Tuesday, April 3, 2012

A False Pirate.....

One of the great mysteries of my childhood was my mother's relationship with religion...I know what you are thinking...Oh God...this is where she talks about God...No...not really...This is where I start off talking about one subject and end with another...

My mother moved from religion to religion...the way most people change their clothes.  Her greatest concern with organized worship was the fear of false prophets...According to her...they were everywhere....they presented information and ideologies to the public and lived their lives entirely different...in private....And...in truth...through her mental illness haze...that was a brilliant insight...Of course...my being baptized eight times...in eight different religions...was a bit much and definitely brought me back down to earth...about her wisdoms...

She pointed these false prophets out everywhere...how they traded faces....and gave people what they wanted...when they wanted it...to save those faces...And...so...I began my wariness with others...I didn't want to fall prey to false prophets myself...This was just another danger to avoid...

As I grew up...I became quite fascinated with the idea of wearing different masks for different people...First...it was for my physical safety...eminent dangers....Then...it was to make my way into the world...to find acceptance...Soon it was to assimilate...to blend into society...In the end...it was all about moving ahead in my life...I always promised myself that I would never use my skills to hurt anyone...that I wouldn't be a false prophet...I would use my ability to manipulate situations to help others....and so I did...

Here's the thing...in the process of honing my skills in positive manipulation of situations and how I present myself...the negative aspects of this behavior slowly crept in...Like little dark shadows...they attached themselves to my good intentions and soon I was damaging...me...

You see...I began to believe my own fabrications...that I was far removed from where people I help are in their lives...when I connect with them...This includes those I love...most of all...the ones I love...Instead of protecting myself from dangerous people....I had grown adept at protecting myself from getting too close to anyone...

And...so...like a thief in the night...I climb aboard other's life ships...assess their situation...their strengths...their weaknesses...and make my plan...I usurp their needs and organize a plan...slipping it back to them...keeping just enough distance and professional performance...to allow them the opportunity to develop ownership...and then I slip overboard and sail away emotionally...The farther away I drift...the vaster the ocean between myself and any emotional involvement with another...It's a very small boat that I live on...with high sides and enormous sails that catch all the wind to take me away...

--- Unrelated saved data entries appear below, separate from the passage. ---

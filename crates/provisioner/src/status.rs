use appwrite_client::{AppwriteClient, AppwriteClientError};
use common::error::OpsError;
use log::info;

use crate::schema::EVENTS_BUCKET_ID;

/// Read-only snapshot of which resources currently exist.
#[derive(Debug)]
pub struct StatusReport {
    pub health: String,
    pub database: bool,
    pub bucket: bool,
    pub collection: bool,
}

pub async fn check_status(
    client: &AppwriteClient,
    database_id: &str,
    collection_id: &str,
) -> Result<StatusReport, OpsError> {
    let health = client.health().await.map_err(OpsError::provision)?;
    info!("Endpoint reachable, health status: {}", health.status);

    let database = exists(client.get_database(database_id).await)?;
    let bucket = exists(client.get_bucket(EVENTS_BUCKET_ID).await)?;
    let collection = exists(client.get_collection(database_id, collection_id).await)?;

    Ok(StatusReport {
        health: health.status,
        database,
        bucket,
        collection,
    })
}

fn exists<T>(result: Result<T, AppwriteClientError>) -> Result<bool, OpsError> {
    match result {
        Ok(_) => Ok(true),
        Err(e) if e.is_not_found() => Ok(false),
        Err(e) => Err(OpsError::provision(e)),
    }
}
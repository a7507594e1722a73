use appwrite_client::AppwriteClient;
use common::error::OpsError;
use common::types::schema::DatabaseSpec;
use log::{info, warn};

#[derive(Debug, Clone, Copy, PartialEq, Eq)]
pub enum DatabaseOutcome {
    Created,
    AlreadyExists,
}

/// Create the database if it is absent. Unlike the bucket and collection
/// there is no delete-before-create here; an existing database (remote
/// conflict) is a skip, not a failure, so re-runs go on to the later steps.
pub async fn ensure_database(
    client: &AppwriteClient,
    spec: &DatabaseSpec,
) -> Result<DatabaseOutcome, OpsError> {
    match client.create_database(&spec.id, &spec.name, spec.enabled).await {
        Ok(db) => {
            info!("Database `{}` created", db.id);
            Ok(DatabaseOutcome::Created)
        }
        Err(e) if e.is_conflict() => {
            warn!("Database `{}` already exists, skipping", spec.id);
            Ok(DatabaseOutcome::AlreadyExists)
        }
        Err(e) => Err(OpsError::provision(e)),
    }
}
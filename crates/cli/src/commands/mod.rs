pub mod bucket;
pub mod collection;
pub mod database;
pub mod provision;
pub mod seed;
pub mod status;
pub mod teardown;

pub use bucket::handle_bucket;
pub use collection::handle_collection;
pub use database::handle_database;
pub use provision::{handle_provision, ProvisionArgs};
pub use seed::{handle_seed, SeedArgs};
pub use status::handle_status;
pub use teardown::{handle_teardown, TeardownArgs};

use appwrite_client::AppwriteClient;
use common::config::AppwriteSettings;
use common::error::OpsError;

/// Settings from the environment plus an authenticated client. Every
/// subcommand starts here so a bad environment fails before any request.
pub(crate) fn connect() -> Result<(AppwriteSettings, AppwriteClient), OpsError> {
    let settings = AppwriteSettings::from_env().map_err(OpsError::config)?;
    let client = AppwriteClient::new(&settings.endpoint, &settings.project_id, &settings.api_key)
        .map_err(OpsError::config)?;
    Ok((settings, client))
}
#[cfg(test)]
mod test {
    use super::*;
    use common::types::permissions::open_access;
    use test_utils::{
        appwrite_error, attribute_body, bucket_body, database_body, document_body,
        TEST_API_KEY, TEST_BUCKET_ID, TEST_COLLECTION_ID, TEST_DATABASE_ID, TEST_PROJECT_ID,
    };
    use uuid::Uuid;
    use wiremock::matchers::{body_json, body_partial_json, header, method, path};
    use wiremock::{Mock, MockServer, ResponseTemplate};

    fn client(server: &MockServer) -> AppwriteClient {
        AppwriteClient::new(&server.uri(), TEST_PROJECT_ID, TEST_API_KEY)
            .expect("client should build")
    }

    #[tokio::test]
    async fn create_database_sends_auth_headers_and_parses_system_fields() {
        let server = MockServer::start().await;
        Mock::given(method("POST"))
            .and(path("/databases"))
            .and(header("X-Appwrite-Project", TEST_PROJECT_ID))
            .and(header("X-Appwrite-Key", TEST_API_KEY))
            .and(body_json(serde_json::json!({
                "databaseId": TEST_DATABASE_ID,
                "name": "Occasionton Database",
                "enabled": true,
            })))
            .respond_with(
                ResponseTemplate::new(201)
                    .set_body_json(database_body(TEST_DATABASE_ID, "Occasionton Database")),
            )
            .expect(1)
            .mount(&server)
            .await;

        let db = client(&server)
            .create_database(TEST_DATABASE_ID, "Occasionton Database", true)
            .await
            .expect("create should succeed");

        assert_eq!(db.id, TEST_DATABASE_ID);
        assert_eq!(db.name, "Occasionton Database");
        assert!(db.enabled);
    }

    #[tokio::test]
    async fn create_database_conflict_maps_to_conflict_variant() {
        let server = MockServer::start().await;
        Mock::given(method("POST"))
            .and(path("/databases"))
            .respond_with(appwrite_error(
                409,
                "Database with the requested ID already exists.",
            ))
            .mount(&server)
            .await;

        let err = client(&server)
            .create_database(TEST_DATABASE_ID, "Occasionton Database", true)
            .await
            .expect_err("conflict expected");

        assert!(err.is_conflict());
        assert!(err.to_string().contains("already exists"));
    }

    #[tokio::test]
    async fn delete_bucket_404_maps_to_not_found() {
        let server = MockServer::start().await;
        Mock::given(method("DELETE"))
            .and(path(format!("/storage/buckets/{TEST_BUCKET_ID}")))
            .respond_with(appwrite_error(
                404,
                "Bucket with the requested ID could not be found.",
            ))
            .mount(&server)
            .await;

        let err = client(&server)
            .delete_bucket(TEST_BUCKET_ID)
            .await
            .expect_err("not found expected");

        assert!(err.is_not_found());
    }

    #[tokio::test]
    async fn delete_bucket_204_is_ok() {
        let server = MockServer::start().await;
        Mock::given(method("DELETE"))
            .and(path(format!("/storage/buckets/{TEST_BUCKET_ID}")))
            .respond_with(ResponseTemplate::new(204))
            .mount(&server)
            .await;

        client(&server)
            .delete_bucket(TEST_BUCKET_ID)
            .await
            .expect("delete should succeed");
    }

    #[tokio::test]
    async fn create_bucket_renders_permission_strings() {
        let server = MockServer::start().await;
        Mock::given(method("POST"))
            .and(path("/storage/buckets"))
            .and(body_json(serde_json::json!({
                "bucketId": TEST_BUCKET_ID,
                "name": "EventsImageBucket",
                "permissions": [
                    "read(\"any\")",
                    "write(\"any\")",
                    "update(\"any\")",
                    "delete(\"any\")",
                ],
            })))
            .respond_with(
                ResponseTemplate::new(201)
                    .set_body_json(bucket_body(TEST_BUCKET_ID, "EventsImageBucket")),
            )
            .expect(1)
            .mount(&server)
            .await;

        let bucket = client(&server)
            .create_bucket(TEST_BUCKET_ID, "EventsImageBucket", &open_access())
            .await
            .expect("create should succeed");

        assert_eq!(bucket.id, TEST_BUCKET_ID);
        assert_eq!(bucket.permissions.len(), 4);
    }

    #[tokio::test]
    async fn create_string_attribute_sends_documented_parameters() {
        let server = MockServer::start().await;
        Mock::given(method("POST"))
            .and(path(format!(
                "/databases/{TEST_DATABASE_ID}/collections/{TEST_COLLECTION_ID}/attributes/string"
            )))
            .and(body_json(serde_json::json!({
                "key": "tags",
                "size": 30,
                "required": false,
                "default": null,
                "array": true,
            })))
            .respond_with(
                ResponseTemplate::new(202)
                    .set_body_json(attribute_body("tags", "string", false, true)),
            )
            .expect(1)
            .mount(&server)
            .await;

        let attr = client(&server)
            .create_string_attribute(
                TEST_DATABASE_ID,
                TEST_COLLECTION_ID,
                "tags",
                30,
                false,
                None,
                true,
            )
            .await
            .expect("create should succeed");

        assert_eq!(attr.key, "tags");
        assert_eq!(attr.attr_type, "string");
        assert!(attr.array);
    }

    #[tokio::test]
    async fn create_document_passes_unique_id_sentinel() {
        let server = MockServer::start().await;
        let doc_id = Uuid::new_v4().to_string();
        Mock::given(method("POST"))
            .and(path(format!(
                "/databases/{TEST_DATABASE_ID}/collections/{TEST_COLLECTION_ID}/documents"
            )))
            .and(body_partial_json(serde_json::json!({
                "documentId": UNIQUE_ID,
                "data": { "title": "Rust Meetup" },
            })))
            .respond_with(
                ResponseTemplate::new(201)
                    .set_body_json(document_body(TEST_COLLECTION_ID, &doc_id)),
            )
            .expect(1)
            .mount(&server)
            .await;

        let doc = client(&server)
            .create_document(
                TEST_DATABASE_ID,
                TEST_COLLECTION_ID,
                UNIQUE_ID,
                &serde_json::json!({ "title": "Rust Meetup" }),
            )
            .await
            .expect("create should succeed");

        assert_eq!(doc.id, doc_id);
    }

    #[tokio::test]
    async fn server_error_maps_to_unexpected_with_status() {
        let server = MockServer::start().await;
        Mock::given(method("DELETE"))
            .and(path(format!(
                "/databases/{TEST_DATABASE_ID}/collections/{TEST_COLLECTION_ID}"
            )))
            .respond_with(appwrite_error(500, "Internal server error"))
            .mount(&server)
            .await;

        let err = client(&server)
            .delete_collection(TEST_DATABASE_ID, TEST_COLLECTION_ID)
            .await
            .expect_err("unexpected expected");

        assert!(matches!(err, AppwriteClientError::Unexpected { .. }));
        assert!(err.to_string().contains("500"));
    }

    #[tokio::test]
    async fn unauthorized_maps_to_unauthorized_variant() {
        let server = MockServer::start().await;
        Mock::given(method("GET"))
            .and(path(format!("/databases/{TEST_DATABASE_ID}")))
            .respond_with(appwrite_error(
                401,
                "The current user is not authorized to perform the requested action.",
            ))
            .mount(&server)
            .await;

        let err = client(&server)
            .get_database(TEST_DATABASE_ID)
            .await
            .expect_err("unauthorized expected");

        assert!(matches!(err, AppwriteClientError::Unauthorized { .. }));
    }
}
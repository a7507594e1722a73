use once_cell::sync::Lazy;
use serde_json::{json, Value};
use std::env;
use std::sync::Mutex;
use wiremock::ResponseTemplate;

/// Global mutex to serialize tests that mutate process environment
/// variables. Concurrent mutation would leak values between tests.
pub static ENV_MUTEX: Lazy<Mutex<()>> = Lazy::new(|| Mutex::new(()));

/// Canonical ids used across the workspace's tests. These match the fixed
/// Occasionton resource ids so mock request paths read like the real thing.
pub const TEST_PROJECT_ID: &str = "occasionton-test";
pub const TEST_API_KEY: &str = "standard_deadbeef";
pub const TEST_DATABASE_ID: &str = "occasiontonDb";
pub const TEST_COLLECTION_ID: &str = "eventsColId";
pub const TEST_BUCKET_ID: &str = "EventsImageBucketId";

/// Run `f` with the given environment variables applied, restoring the
/// previous values afterwards even if `f` panics. `None` unsets a variable.
/// Takes the global [`ENV_MUTEX`] for the duration.
pub fn with_env<F, T>(vars: &[(&str, Option<&str>)], f: F) -> T
where
    F: FnOnce() -> T,
{
    let _lock = ENV_MUTEX.lock().unwrap();

    struct Restore(Vec<(String, Option<String>)>);
    impl Drop for Restore {
        fn drop(&mut self) {
            for (name, previous) in self.0.drain(..) {
                match previous {
                    Some(value) => env::set_var(&name, value),
                    None => env::remove_var(&name),
                }
            }
        }
    }

    let saved = vars
        .iter()
        .map(|(name, _)| (name.to_string(), env::var(name).ok()))
        .collect();
    let _guard = Restore(saved);

    for (name, value) in vars {
        match value {
            Some(value) => env::set_var(name, value),
            None => env::remove_var(name),
        }
    }

    f()
}

/// Response body in the platform's error shape.
pub fn appwrite_error(code: u16, message: &str) -> ResponseTemplate {
    ResponseTemplate::new(code).set_body_json(json!({
        "message": message,
        "code": code,
        "type": "general_error",
    }))
}

pub fn database_body(id: &str, name: &str) -> Value {
    json!({
        "$id": id,
        "name": name,
        "$createdAt": "2026-01-10T09:00:00.000+00:00",
        "$updatedAt": "2026-01-10T09:00:00.000+00:00",
        "enabled": true,
    })
}

pub fn bucket_body(id: &str, name: &str) -> Value {
    json!({
        "$id": id,
        "name": name,
        "$permissions": ["read(\"any\")", "write(\"any\")", "update(\"any\")", "delete(\"any\")"],
        "fileSecurity": false,
        "enabled": true,
    })
}

pub fn collection_body(database_id: &str, id: &str, name: &str) -> Value {
    json!({
        "$id": id,
        "databaseId": database_id,
        "name": name,
        "$permissions": ["read(\"any\")", "write(\"any\")", "update(\"any\")", "delete(\"any\")"],
        "documentSecurity": false,
        "enabled": true,
        "attributes": [],
    })
}

pub fn attribute_body(key: &str, kind: &str, required: bool, array: bool) -> Value {
    json!({
        "key": key,
        "type": kind,
        "status": "processing",
        "required": required,
        "array": array,
    })
}

pub fn document_body(collection_id: &str, id: &str) -> Value {
    json!({
        "$id": id,
        "$collectionId": collection_id,
        "$databaseId": TEST_DATABASE_ID,
        "$permissions": [],
    })
}

pub fn health_body() -> Value {
    json!({ "name": "http", "ping": 12, "status": "pass" })
}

All of this high seas thievery...would make one think that I have ill intentions for others...in fact...it is quite the contrary...It is a lonely life that I live...with the sea as my husband...my lover...my family...my confidant...Only this deep...deep ocean knows how alone I am....that behind my tough exterior...my marriage to professionalism...my eye patch...I am terrified...terrified that if I stand still too long...someone will see me for who I am....dirty...barefoot...fat lipped...black eye...fighting back tears...fists clenched...hiding quarters in a metal band aid box...counting stars...counting the days until I turned eighteen...and then living in my car...not eating for days at a time...bathing in public bathrooms...lying about who I was and what I came from...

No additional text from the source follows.